Two long, straight wires cross each other at right angles. Find the direction and magnitude of the magnetic field at point P, which is in the same plane as the two wires

Homework Equations

Bnet = B1 - B2
B= U0I/2pir

The Attempt at a Solution

I've figured out how to get the magnitude, my question is about the direction. Which way would the magnetic field point? I have two rods, rod1 is in the positive Y-Direction and carries a current of 6.00A and rod2 carries a current in the positive X-Direction.

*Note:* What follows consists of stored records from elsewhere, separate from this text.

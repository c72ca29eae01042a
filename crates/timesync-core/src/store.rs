//! Persisted scene metadata seam.
//!
//! The synchronizer reads the saved event list once at construction and
//! writes it back after recalculation passes that changed something. The
//! store stamps every stored list with a fresh [`Revision`]; change
//! notifications carry that revision so the synchronizer can recognize
//! its own writes coming back.

use std::collections::VecDeque;

use timesync_types::{Revision, SavedSnapshot, SavedTimeEvent};
use tracing::debug;

/// Storage for the persisted time events of one scene.
pub trait MetaStore {
    /// Return the stored snapshot.
    fn get(&self) -> SavedSnapshot;

    /// Replace the stored events. Returns the revision assigned to them.
    fn set(&mut self, events: Vec<SavedTimeEvent>) -> Revision;
}

/// An in-memory [`MetaStore`] with a queue of change notifications.
///
/// Both writes through [`MetaStore::set`] and external edits through
/// [`MemoryMetaStore::edit`] enqueue the resulting snapshot, the way a
/// file-backed store would notify after every change on disk.
#[derive(Debug, Clone, Default)]
pub struct MemoryMetaStore {
    snapshot: SavedSnapshot,
    writes: u64,
    changes: VecDeque<SavedSnapshot>,
}

impl MemoryMetaStore {
    /// Create an empty store at [`Revision::INITIAL`].
    pub fn new() -> Self {
        Self::default()
    }

    /// Create a store that already holds `events` (e.g. read from a file).
    pub fn with_events(events: Vec<SavedTimeEvent>) -> Self {
        Self {
            snapshot: SavedSnapshot::new(Revision::INITIAL.next(), events),
            writes: 0,
            changes: VecDeque::new(),
        }
    }

    /// Apply an edit that did not come from the synchronizer.
    ///
    /// Returns the new snapshot, which is also queued as a change.
    pub fn edit(&mut self, events: Vec<SavedTimeEvent>) -> SavedSnapshot {
        self.store(events);
        self.snapshot.clone()
    }

    /// Number of writes made through [`MetaStore::set`].
    pub const fn writes(&self) -> u64 {
        self.writes
    }

    /// Take the oldest pending change notification.
    pub fn next_change(&mut self) -> Option<SavedSnapshot> {
        self.changes.pop_front()
    }

    /// Take every pending change notification, oldest first.
    pub fn drain_changes(&mut self) -> Vec<SavedSnapshot> {
        self.changes.drain(..).collect()
    }

    fn store(&mut self, events: Vec<SavedTimeEvent>) -> Revision {
        let revision = self.snapshot.revision.next();
        self.snapshot = SavedSnapshot::new(revision, events);
        self.changes.push_back(self.snapshot.clone());
        debug!(%revision, events = self.snapshot.len(), "Metadata stored");
        revision
    }
}

impl MetaStore for MemoryMetaStore {
    fn get(&self) -> SavedSnapshot {
        self.snapshot.clone()
    }

    fn set(&mut self, events: Vec<SavedTimeEvent>) -> Revision {
        self.writes = self.writes.saturating_add(1);
        self.store(events)
    }
}

#[cfg(test)]
#[allow(clippy::unwrap_used)]
mod tests {
    use super::*;

    #[test]
    fn empty_store_is_at_initial_revision() {
        let store = MemoryMetaStore::new();
        let snapshot = store.get();
        assert_eq!(snapshot.revision, Revision::INITIAL);
        assert!(snapshot.is_empty());
    }

    #[test]
    fn set_assigns_increasing_revisions() {
        let mut store = MemoryMetaStore::new();
        let first = store.set(vec![SavedTimeEvent::new("a", 1.0)]);
        let second = store.set(vec![SavedTimeEvent::new("a", 2.0)]);
        assert!(second > first);
        assert_eq!(store.get().revision, second);
        assert_eq!(store.writes(), 2);
    }

    #[test]
    fn set_and_edit_both_notify() {
        let mut store = MemoryMetaStore::new();
        let written = store.set(vec![SavedTimeEvent::new("a", 1.0)]);
        let edited = store.edit(vec![SavedTimeEvent::new("a", 3.0)]);

        let changes = store.drain_changes();
        assert_eq!(changes.len(), 2);
        assert_eq!(changes.first().unwrap().revision, written);
        assert_eq!(changes.get(1).unwrap(), &edited);
        assert!(store.next_change().is_none());
    }

    #[test]
    fn edits_are_not_counted_as_writes() {
        let mut store = MemoryMetaStore::with_events(vec![SavedTimeEvent::new("a", 1.0)]);
        let edited = store.edit(Vec::new());
        assert_eq!(store.writes(), 0);
        assert_eq!(edited.revision, Revision(2));
    }
}
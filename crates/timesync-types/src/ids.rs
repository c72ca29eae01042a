//! Type-safe identifier wrapper around [`Uuid`].
//!
//! Each scene owns exactly one synchronizer; the [`SceneId`] ties log
//! lines and published snapshots back to the scene that produced them.
//! IDs use UUID v7 (time-ordered) so scenes created later sort later.

use serde::{Deserialize, Serialize};
use ts_rs::TS;
use uuid::Uuid;

/// Unique identifier for a scene instance.
#[derive(Debug, Clone, Copy, PartialEq, Eq, PartialOrd, Ord, Hash, Serialize, Deserialize, TS)]
#[ts(export, export_to = "bindings/")]
pub struct SceneId(pub Uuid);

impl SceneId {
    /// Create a new identifier using UUID v7 (time-ordered).
    pub fn new() -> Self {
        Self(Uuid::now_v7())
    }

    /// Return the inner [`Uuid`] value.
    pub const fn into_inner(self) -> Uuid {
        self.0
    }
}

impl Default for SceneId {
    fn default() -> Self {
        Self::new()
    }
}

impl core::fmt::Display for SceneId {
    fn fmt(&self, f: &mut core::fmt::Formatter<'_>) -> core::fmt::Result {
        write!(f, "{}", self.0)
    }
}

impl From<Uuid> for SceneId {
    fn from(id: Uuid) -> Self {
        Self(id)
    }
}

impl From<SceneId> for Uuid {
    fn from(id: SceneId) -> Self {
        id.0
    }
}
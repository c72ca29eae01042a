//! Revision-stamped snapshots of persisted time events.
//!
//! The metadata store hands out a [`SavedSnapshot`] for everything it
//! holds. Each stored write gets a fresh [`Revision`], so a reader can tell
//! its own write apart from an external edit by comparing revisions rather
//! than object identity.
//!
//! The on-disk record list is a JSON array of `{name, targetTime}` objects
//! with no version or checksum. The revision is store metadata and never
//! appears in it.

use serde::{Deserialize, Serialize};

use crate::event::SavedTimeEvent;

/// Errors that can occur when decoding or encoding a record list.
#[derive(Debug, thiserror::Error)]
pub enum SnapshotError {
    /// The JSON content is malformed or does not match the record schema.
    #[error("invalid time event records: {source}")]
    Json {
        /// The underlying JSON error.
        #[from]
        source: serde_json::Error,
    },
}

/// Monotonic revision assigned by the metadata store to each stored snapshot.
#[derive(Debug, Clone, Copy, PartialEq, Eq, PartialOrd, Ord, Hash, Default, Serialize, Deserialize)]
pub struct Revision(pub u64);

impl Revision {
    /// Revision of a store that has never been written.
    pub const INITIAL: Self = Self(0);

    /// Return the revision that follows this one.
    ///
    /// Saturates at `u64::MAX`.
    #[must_use]
    pub const fn next(self) -> Self {
        Self(self.0.saturating_add(1))
    }
}

impl core::fmt::Display for Revision {
    fn fmt(&self, f: &mut core::fmt::Formatter<'_>) -> core::fmt::Result {
        write!(f, "r{}", self.0)
    }
}

/// The persisted event list together with the revision that stored it.
#[derive(Debug, Clone, PartialEq, Default, Serialize, Deserialize)]
pub struct SavedSnapshot {
    /// Revision under which the store holds this list.
    pub revision: Revision,
    /// Persisted events in registration order.
    pub events: Vec<SavedTimeEvent>,
}

impl SavedSnapshot {
    /// Create a snapshot from a revision and its events.
    pub const fn new(revision: Revision, events: Vec<SavedTimeEvent>) -> Self {
        Self { revision, events }
    }

    /// Number of persisted events.
    pub fn len(&self) -> usize {
        self.events.len()
    }

    /// Whether the snapshot holds no events.
    pub fn is_empty(&self) -> bool {
        self.events.is_empty()
    }
}

/// Encode a record list into its JSON array form.
///
/// # Errors
///
/// Returns [`SnapshotError::Json`] if serialization fails.
pub fn encode_events(events: &[SavedTimeEvent]) -> Result<String, SnapshotError> {
    Ok(serde_json::to_string(events)?)
}

/// Decode a record list from its JSON array form.
///
/// # Errors
///
/// Returns [`SnapshotError::Json`] if the content is not an array of
/// `{name, targetTime}` records.
pub fn decode_events(json: &str) -> Result<Vec<SavedTimeEvent>, SnapshotError> {
    Ok(serde_json::from_str(json)?)
}
//! Replay binary for the time event synchronizer.
//!
//! Loads a scripted scene, replays it for the configured number of
//! passes, and prints the persisted event records as JSON on stdout.
//!
//! # Startup Sequence
//!
//! 1. Load configuration from the path given as the first argument, or
//!    `timesync-config.yaml`, or defaults
//! 2. Initialize structured logging (tracing)
//! 3. Replay the scene
//! 4. Print the final snapshot

mod config;
mod error;
mod script;

use std::path::{Path, PathBuf};

use timesync_types::encode_events;
use tracing::info;
use tracing_subscriber::EnvFilter;

use crate::config::ReplayConfig;
use crate::error::ReplayError;

/// Default configuration file, relative to the working directory.
const DEFAULT_CONFIG_PATH: &str = "timesync-config.yaml";

fn main() -> Result<(), ReplayError> {
    // 1. Load configuration.
    let config = load_config()?;

    // 2. Initialize structured logging.
    tracing_subscriber::fmt()
        .with_env_filter(
            EnvFilter::try_from_default_env()
                .unwrap_or_else(|_| EnvFilter::new(&config.logging.level)),
        )
        .with_target(true)
        .with_writer(std::io::stderr)
        .init();

    info!(
        fps = config.playback.fps,
        first_frame = config.playback.first_frame,
        passes = config.scene.passes,
        steps = config.scene.steps.len(),
        read_only = config.read_only,
        "Configuration loaded"
    );

    // 3. Replay.
    let outcome = script::run(&config)?;
    info!(
        passes = outcome.passes.len(),
        writes = outcome.writes,
        revision = %outcome.snapshot.revision,
        "Replay finished"
    );
    for event in &outcome.events {
        info!(
            event = event.name,
            initial_time = event.initial_time,
            target_time = event.target_time,
            offset = event.offset,
            "Event"
        );
    }

    // 4. Print the persisted records.
    println!("{}", encode_events(&outcome.snapshot.events)?);
    Ok(())
}

/// Load the replay configuration.
///
/// An explicit path must exist; the default path falls back to the
/// built-in script when absent.
fn load_config() -> Result<ReplayConfig, ReplayError> {
    if let Some(path) = std::env::args_os().nth(1).map(PathBuf::from) {
        return Ok(ReplayConfig::from_file(&path)?);
    }
    let default_path = Path::new(DEFAULT_CONFIG_PATH);
    if default_path.exists() {
        Ok(ReplayConfig::from_file(default_path)?)
    } else {
        Ok(ReplayConfig::default())
    }
}
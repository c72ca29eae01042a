//! Scripted replay of a scene against the time event synchronizer.
//!
//! A pass rewinds the clock, plays each step's frames, registers the
//! step's event, and waits until the frame the synchronizer resolved.
//! After each pass the scene recalculates, store notifications are
//! forwarded back into the synchronizer, and any scheduled overrides are
//! applied.

use timesync_core::playback::{FixedRatePlayback, SceneHost};
use timesync_core::store::{MemoryMetaStore, MetaStore};
use timesync_core::{EditableTimeEvents, MetaChange, ReadOnlyTimeEvents, SceneSignal, TimeEvents};
use timesync_types::{SavedSnapshot, TimeEvent};
use tracing::{debug, info};

use crate::config::{ReplayConfig, ScriptStep};
use crate::error::ReplayError;

/// Frames resolved during one pass.
#[derive(Debug, Clone, PartialEq, Eq)]
pub struct PassReport {
    /// 1-based pass number.
    pub pass: u32,
    /// Event name and the frame it resolved to, in step order.
    pub frames: Vec<(String, u64)>,
    /// Frame the clock stood on when the pass finished.
    pub end_frame: u64,
}

/// Everything a replay produced.
#[derive(Debug, Clone, PartialEq)]
pub struct ReplayOutcome {
    /// One report per pass.
    pub passes: Vec<PassReport>,
    /// The published event list after the last pass.
    pub events: Vec<TimeEvent>,
    /// The snapshot the store held at the end.
    pub snapshot: SavedSnapshot,
    /// Number of writes the synchronizer made.
    pub writes: u64,
}

/// Replay the configured scene.
///
/// # Errors
///
/// Returns [`ReplayError::Playback`] if the frame clock configuration is
/// invalid.
pub fn run(config: &ReplayConfig) -> Result<ReplayOutcome, ReplayError> {
    let mut clock = FixedRatePlayback::new(&config.playback)?;
    let mut store = if config.snapshot.is_empty() {
        MemoryMetaStore::new()
    } else {
        MemoryMetaStore::with_events(config.snapshot.clone())
    };

    let mut events: Box<dyn TimeEvents> = if config.read_only {
        Box::new(ReadOnlyTimeEvents::new(&store))
    } else {
        Box::new(EditableTimeEvents::new(&store))
    };

    info!(
        scene = %events.scene_id(),
        fps = clock.fps(),
        first_frame = clock.first_frame(),
        read_only = config.read_only,
        "Replay starting"
    );

    let mut passes = Vec::new();
    for pass in 1..=config.scene.passes {
        let report = run_pass(pass, events.as_mut(), &mut clock, &mut store, &config.scene.steps);
        info!(
            pass,
            end_frame = report.end_frame,
            events = report.frames.len(),
            "Pass finished"
        );
        passes.push(report);

        events.handle_signal(SceneSignal::Recalculated, &mut store);
        forward_changes(events.as_mut(), &mut store, &mut clock);

        for change in config.overrides.iter().filter(|o| o.after_pass == pass) {
            info!(
                pass,
                event = change.event,
                offset = change.offset,
                preserve = change.preserve,
                "Applying timing override"
            );
            events.set(&change.event, change.offset, change.preserve, &mut clock);
        }

        if clock.take_reload_request() {
            debug!(pass, "Scene reload requested");
        }
    }

    Ok(ReplayOutcome {
        passes,
        events: events.events().to_vec(),
        snapshot: store.get(),
        writes: store.writes(),
    })
}

fn run_pass(
    pass: u32,
    events: &mut dyn TimeEvents,
    clock: &mut FixedRatePlayback,
    store: &mut MemoryMetaStore,
    steps: &[ScriptStep],
) -> PassReport {
    events.handle_signal(SceneSignal::Reloaded, store);
    clock.rewind();

    let mut frames = Vec::with_capacity(steps.len());
    for step in steps {
        clock.advance(step.wait_frames);
        let frame = events.register(&step.event, &*clock);
        if frame > clock.frame() {
            clock.seek(frame);
        }
        frames.push((step.event.clone(), frame));
    }

    PassReport {
        pass,
        frames,
        end_frame: clock.frame(),
    }
}

/// Deliver pending store notifications, the way a file watcher would.
fn forward_changes(
    events: &mut dyn TimeEvents,
    store: &mut MemoryMetaStore,
    clock: &mut FixedRatePlayback,
) {
    for snapshot in store.drain_changes() {
        if events.handle_meta_changed(&snapshot, clock) == MetaChange::Adopted {
            info!(revision = %snapshot.revision, "External time events adopted");
        }
    }
}

#[cfg(test)]
#[allow(clippy::unwrap_used)]
mod tests {
    use timesync_types::SavedTimeEvent;

    use super::*;
    use crate::config::TimingOverride;

    fn frames_of(report: &PassReport) -> Vec<u64> {
        report.frames.iter().map(|(_, frame)| *frame).collect()
    }

    #[test]
    fn default_script_is_stable_across_passes() {
        let outcome = run(&ReplayConfig::default()).unwrap();
        assert_eq!(outcome.passes.len(), 2);

        let first = outcome.passes.first().unwrap();
        let second = outcome.passes.get(1).unwrap();
        assert_eq!(frames_of(first), [30, 75, 135]);
        assert_eq!(frames_of(first), frames_of(second));
        assert_eq!(outcome.writes, 1);
        assert_eq!(outcome.snapshot.len(), 3);
    }

    #[test]
    fn preserving_override_delays_later_events() {
        let config = ReplayConfig {
            overrides: vec![TimingOverride {
                event: "intro".to_owned(),
                offset: 1.0,
                preserve: true,
                after_pass: 1,
            }],
            ..ReplayConfig::default()
        };
        let outcome = run(&config).unwrap();

        let second = outcome.passes.get(1).unwrap();
        // intro now ends a second later and pushes the rest along.
        assert_eq!(frames_of(second), [60, 105, 165]);
        assert_eq!(outcome.writes, 2);
    }

    #[test]
    fn duplicate_step_resolves_to_zero() {
        let mut config = ReplayConfig::default();
        config.scene.passes = 1;
        config.scene.steps.push(ScriptStep {
            wait_frames: 10,
            event: "intro".to_owned(),
        });
        let outcome = run(&config).unwrap();

        let only = outcome.passes.first().unwrap();
        assert_eq!(frames_of(only), [30, 75, 135, 0]);
        assert_eq!(outcome.events.len(), 3);
    }

    #[test]
    fn read_only_replay_uses_snapshot_without_writing() {
        let config = ReplayConfig {
            read_only: true,
            snapshot: vec![SavedTimeEvent::new("intro", 2.0)],
            ..ReplayConfig::default()
        };
        let outcome = run(&config).unwrap();

        let first = outcome.passes.first().unwrap();
        assert_eq!(frames_of(first), [60, 105, 165]);
        assert_eq!(outcome.writes, 0);
    }
}
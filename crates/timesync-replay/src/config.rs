//! Replay script configuration.
//!
//! The script lives in `timesync-config.yaml`. It names the frame clock,
//! the ordered steps of one pass, how many passes to run, the snapshot the
//! store starts with, and timing overrides applied between passes.

use std::path::Path;

use serde::Deserialize;
use timesync_core::config::{ConfigError, PlaybackConfig};
use timesync_types::SavedTimeEvent;

/// Top-level replay configuration.
#[derive(Debug, Clone, Default, PartialEq, Deserialize)]
pub struct ReplayConfig {
    /// Logging settings.
    #[serde(default)]
    pub logging: LoggingConfig,

    /// Frame clock settings.
    #[serde(default)]
    pub playback: PlaybackConfig,

    /// The scripted scene.
    #[serde(default)]
    pub scene: SceneScript,

    /// Events the metadata store holds before the first pass.
    #[serde(default)]
    pub snapshot: Vec<SavedTimeEvent>,

    /// Offset changes applied after specific passes.
    #[serde(default)]
    pub overrides: Vec<TimingOverride>,

    /// Replay against stored timing without editing it.
    #[serde(default)]
    pub read_only: bool,
}

impl ReplayConfig {
    /// Load the replay configuration from a YAML file.
    ///
    /// # Errors
    ///
    /// Returns [`ConfigError::Io`] if the file cannot be read, or
    /// [`ConfigError::Yaml`] if the content is not valid YAML.
    pub fn from_file(path: &Path) -> Result<Self, ConfigError> {
        let contents = std::fs::read_to_string(path)?;
        Self::parse(&contents)
    }

    /// Parse the replay configuration from a YAML string.
    ///
    /// # Errors
    ///
    /// Returns [`ConfigError::Yaml`] if the string is not valid YAML.
    pub fn parse(yaml: &str) -> Result<Self, ConfigError> {
        Ok(serde_yml::from_str(yaml)?)
    }
}

/// Logging configuration.
#[derive(Debug, Clone, PartialEq, Eq, Deserialize)]
pub struct LoggingConfig {
    /// Log level used when `RUST_LOG` is not set.
    #[serde(default = "default_log_level")]
    pub level: String,
}

impl Default for LoggingConfig {
    fn default() -> Self {
        Self {
            level: default_log_level(),
        }
    }
}

/// The steps of one pass and how many passes to run.
#[derive(Debug, Clone, PartialEq, Eq, Deserialize)]
pub struct SceneScript {
    /// Number of passes to replay.
    #[serde(default = "default_passes")]
    pub passes: u32,

    /// Ordered steps of a pass.
    #[serde(default = "default_steps")]
    pub steps: Vec<ScriptStep>,
}

impl Default for SceneScript {
    fn default() -> Self {
        Self {
            passes: default_passes(),
            steps: default_steps(),
        }
    }
}

/// Play for `wait_frames`, then wait until the named event.
#[derive(Debug, Clone, PartialEq, Eq, Deserialize)]
pub struct ScriptStep {
    /// Frames played before the event is raised.
    #[serde(default)]
    pub wait_frames: u64,

    /// Event name.
    pub event: String,
}

/// An offset change applied after a pass, as an editor would.
#[derive(Debug, Clone, PartialEq, Deserialize)]
pub struct TimingOverride {
    /// Event name.
    pub event: String,

    /// New offset in seconds.
    pub offset: f64,

    /// Keep the target fixed (`true`) or the offset fixed (`false`) on the
    /// following pass.
    #[serde(default = "default_true")]
    pub preserve: bool,

    /// 1-based pass after which the change is applied.
    pub after_pass: u32,
}

fn default_log_level() -> String {
    "info".to_owned()
}

const fn default_passes() -> u32 {
    2
}

fn default_steps() -> Vec<ScriptStep> {
    vec![
        ScriptStep {
            wait_frames: 30,
            event: "intro".to_owned(),
        },
        ScriptStep {
            wait_frames: 45,
            event: "swap".to_owned(),
        },
        ScriptStep {
            wait_frames: 60,
            event: "outro".to_owned(),
        },
    ]
}

const fn default_true() -> bool {
    true
}
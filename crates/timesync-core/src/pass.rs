//! Per-pass bookkeeping shared by both synchronizers.
//!
//! A pass registers each event name at most once. [`PassLedger`] tracks
//! the names claimed so far and the records resolved for them, in
//! registration order. A reload clears both; a reset clears only the
//! claimed names.

use std::collections::BTreeSet;
use std::panic::Location;

use indexmap::IndexMap;
use timesync_types::TimeEvent;

/// Errors that can occur while registering an event.
#[derive(Debug, Clone, PartialEq, Eq, thiserror::Error)]
pub enum RegisterError {
    /// The name was already registered during the current pass.
    #[error("name \"{name}\" has already been used for another event name")]
    Duplicate {
        /// The duplicated event name.
        name: String,
        /// Call site of the rejected registration (`file:line:column`).
        location: String,
    },
}

impl RegisterError {
    /// Call site of the rejected registration.
    pub fn location(&self) -> &str {
        match self {
            Self::Duplicate { location, .. } => location,
        }
    }
}

/// Names claimed and records resolved during the current pass.
#[derive(Debug, Clone, Default)]
pub struct PassLedger {
    claimed: BTreeSet<String>,
    registered: IndexMap<String, TimeEvent>,
}

impl PassLedger {
    /// Create an empty ledger.
    pub fn new() -> Self {
        Self::default()
    }

    /// Claim `name` for this pass.
    ///
    /// # Errors
    ///
    /// Returns [`RegisterError::Duplicate`] if the name was already claimed
    /// since the last reload or reset.
    pub fn claim(&mut self, name: &str, location: &Location<'_>) -> Result<(), RegisterError> {
        if self.claimed.contains(name) {
            return Err(RegisterError::Duplicate {
                name: name.to_owned(),
                location: location.to_string(),
            });
        }
        self.claimed.insert(name.to_owned());
        Ok(())
    }

    /// Record the resolved event, keeping the position of an earlier entry
    /// with the same name.
    pub fn record(&mut self, event: TimeEvent) {
        self.registered.insert(event.name.clone(), event);
    }

    /// The resolved record for `name`, if it was recorded this pass.
    pub fn get(&self, name: &str) -> Option<&TimeEvent> {
        self.registered.get(name)
    }

    /// Number of recorded events.
    pub(crate) fn len(&self) -> usize {
        self.registered.len()
    }

    /// Recorded events in registration order.
    pub fn events(&self) -> impl Iterator<Item = &TimeEvent> {
        self.registered.values()
    }

    /// Forget everything, as on a reload.
    pub fn clear(&mut self) {
        self.claimed.clear();
        self.registered.clear();
    }

    /// Forget claimed names but keep recorded events, as on a reset.
    pub fn clear_claims(&mut self) {
        self.claimed.clear();
    }
}
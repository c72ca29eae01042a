//! Scene playback seam and a fixed-rate reference clock.
//!
//! The synchronizer never drives playback itself. It reads the current
//! position through [`SceneHost`] and asks the host to reload the scene
//! when timing changes must take visible effect. [`FixedRatePlayback`] is
//! the host used by the replay binary and the tests.
//!
//! # Frame conversion
//!
//! - `frames_to_seconds(f) = f / fps`
//! - `seconds_to_frames(s) = ceil(s * fps)`, with negative or non-finite
//!   seconds mapping to frame 0. Products within [`FRAME_EPSILON`] of a
//!   whole frame round to that frame.

use tracing::debug;

use crate::config::PlaybackConfig;

/// Tolerance, in frames, absorbed before rounding a time up to a frame.
pub const FRAME_EPSILON: f64 = 1e-6;

/// Errors that can occur when building a playback clock.
#[derive(Debug, thiserror::Error)]
pub enum PlaybackError {
    /// Invalid playback configuration (e.g. zero frames per second).
    #[error("invalid playback configuration: {reason}")]
    InvalidConfig {
        /// Explanation of what is wrong with the configuration.
        reason: String,
    },
}

/// The scene a synchronizer belongs to, as seen from the synchronizer.
pub trait SceneHost {
    /// Current absolute frame index.
    fn frame(&self) -> u64;

    /// Absolute frame index at which the scene starts.
    fn first_frame(&self) -> u64;

    /// Convert a frame count to seconds.
    fn frames_to_seconds(&self, frames: u64) -> f64;

    /// Convert seconds to a frame count, rounding up.
    fn seconds_to_frames(&self, seconds: f64) -> u64;

    /// Ask the scene to re-run its pass from the top.
    fn request_reload(&mut self);

    /// Seconds elapsed between the first frame and the current frame.
    fn elapsed_seconds(&self) -> f64 {
        self.frames_to_seconds(self.frame().saturating_sub(self.first_frame()))
    }
}

/// A frame clock ticking at a constant rate.
#[derive(Debug, Clone, PartialEq, Eq)]
pub struct FixedRatePlayback {
    fps: u32,
    first_frame: u64,
    frame: u64,
    reload_requests: u64,
    reload_pending: bool,
}

impl FixedRatePlayback {
    /// Create a clock positioned on the first frame.
    ///
    /// # Errors
    ///
    /// Returns [`PlaybackError::InvalidConfig`] if `fps` is zero.
    pub fn new(config: &PlaybackConfig) -> Result<Self, PlaybackError> {
        if config.fps == 0 {
            return Err(PlaybackError::InvalidConfig {
                reason: "fps must be at least 1".to_owned(),
            });
        }
        Ok(Self {
            fps: config.fps,
            first_frame: config.first_frame,
            frame: config.first_frame,
            reload_requests: 0,
            reload_pending: false,
        })
    }

    /// Return the configured frames per second.
    pub const fn fps(&self) -> u32 {
        self.fps
    }

    /// Move forward by `frames`. Returns the new frame.
    pub const fn advance(&mut self, frames: u64) -> u64 {
        self.frame = self.frame.saturating_add(frames);
        self.frame
    }

    /// Jump to an absolute frame, never before the first frame.
    pub fn seek(&mut self, frame: u64) {
        self.frame = frame.max(self.first_frame);
    }

    /// Return to the first frame, as at the start of a pass.
    pub const fn rewind(&mut self) {
        self.frame = self.first_frame;
    }

    /// Total number of reload requests received.
    pub const fn reload_requests(&self) -> u64 {
        self.reload_requests
    }

    /// Return whether a reload was requested since the last call, and clear it.
    pub const fn take_reload_request(&mut self) -> bool {
        let pending = self.reload_pending;
        self.reload_pending = false;
        pending
    }
}

impl SceneHost for FixedRatePlayback {
    fn frame(&self) -> u64 {
        self.frame
    }

    fn first_frame(&self) -> u64 {
        self.first_frame
    }

    #[allow(clippy::cast_precision_loss)]
    fn frames_to_seconds(&self, frames: u64) -> f64 {
        frames as f64 / f64::from(self.fps)
    }

    #[allow(clippy::cast_possible_truncation, clippy::cast_sign_loss)]
    fn seconds_to_frames(&self, seconds: f64) -> u64 {
        if !seconds.is_finite() || seconds <= 0.0 {
            return 0;
        }
        let frames = (seconds * f64::from(self.fps) - FRAME_EPSILON).ceil();
        // `as` saturates for values beyond the u64 range.
        frames.max(0.0) as u64
    }

    fn request_reload(&mut self) {
        debug!(frame = self.frame, "Reload requested");
        self.reload_requests = self.reload_requests.saturating_add(1);
        self.reload_pending = true;
    }
}
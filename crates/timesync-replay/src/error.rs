//! Error types for the replay binary.
//!
//! [`ReplayError`] wraps every failure mode of loading the script and
//! replaying it, so `main` can propagate with `?`.

use timesync_core::config::ConfigError;
use timesync_core::playback::PlaybackError;
use timesync_types::SnapshotError;

/// Top-level error for the replay binary.
#[derive(Debug, thiserror::Error)]
pub enum ReplayError {
    /// Configuration loading failed.
    #[error("config error: {source}")]
    Config {
        /// The underlying config error.
        #[from]
        source: ConfigError,
    },

    /// The playback clock could not be built.
    #[error("playback error: {source}")]
    Playback {
        /// The underlying playback error.
        #[from]
        source: PlaybackError,
    },

    /// The final snapshot could not be encoded.
    #[error("snapshot error: {source}")]
    Snapshot {
        /// The underlying snapshot error.
        #[from]
        source: SnapshotError,
    },
}
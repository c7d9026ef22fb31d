use async_trait::async_trait;
use chrono::{DateTime, Utc};
use serde::Serialize;

use crate::domain::{ClientId, Destination};
use crate::error::HostError;

/// Host acknowledgement that the client was instructed to move
#[derive(Debug, Clone, PartialEq, Eq, Serialize)]
pub struct TransferAck {
    pub client_id: ClientId,
    pub destination: Destination,
    pub acknowledged_at: DateTime<Utc>,
}

impl TransferAck {
    pub fn new(client_id: ClientId, destination: Destination) -> Self {
        Self {
            client_id,
            destination,
            acknowledged_at: Utc::now(),
        }
    }
}

/// Capability to send a protocol-level transfer instruction to one client.
///
/// This is the only network I/O the core performs. Implementations may suspend
/// until the host acknowledges; callers bound the wait.
#[cfg_attr(test, mockall::automock)]
#[async_trait]
pub trait TransferHost: Send + Sync {
    async fn transfer(
        &self,
        client_id: &ClientId,
        destination: &Destination,
    ) -> Result<TransferAck, HostError>;
}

7A rod has a magnetic field that is coming out of the page, and 6A rod has a magnetic field going into the page. Point P is at (4.00, 3.00)m

Would the magnetic field at Point P be coming out of the page because the rod with the larger current triumphs?

 

[Mindscrape]

Bnet could also be B1 + B2 depending on the quadrant you're in. Is there any more problem info? Given the B1-B2 case, the direction of the field will be based on which term is larger, simple as that. The larger term could be larger either due to distance or current.

 

[fm621]

Bnet could also be B1 + B2 depending on the quadrant you're in. Is there any more problem info? Given the B1-B2 case, the direction of the field will be based on which term is larger, simple as that. The larger term could be larger either due to distance or current.

It would be in quadrant 1. So if I come across this problem on a test then I can assume that whichever B is larger then that's the direction the magnetic filed will take at a point?

 

[Mindscrape]

Even in quadrant 1, the field will depend on the direction of each of the currents.

Yes the field with the larger magnitude at point P will give you the direction of the magnetic field. But what you can't do, as you've done above, is assume that the larger current makes the larger magnetic field. Thats only true on the line y=x, where the point is equidistant from each wire. Each B is proportional to I and inversely proportional to r.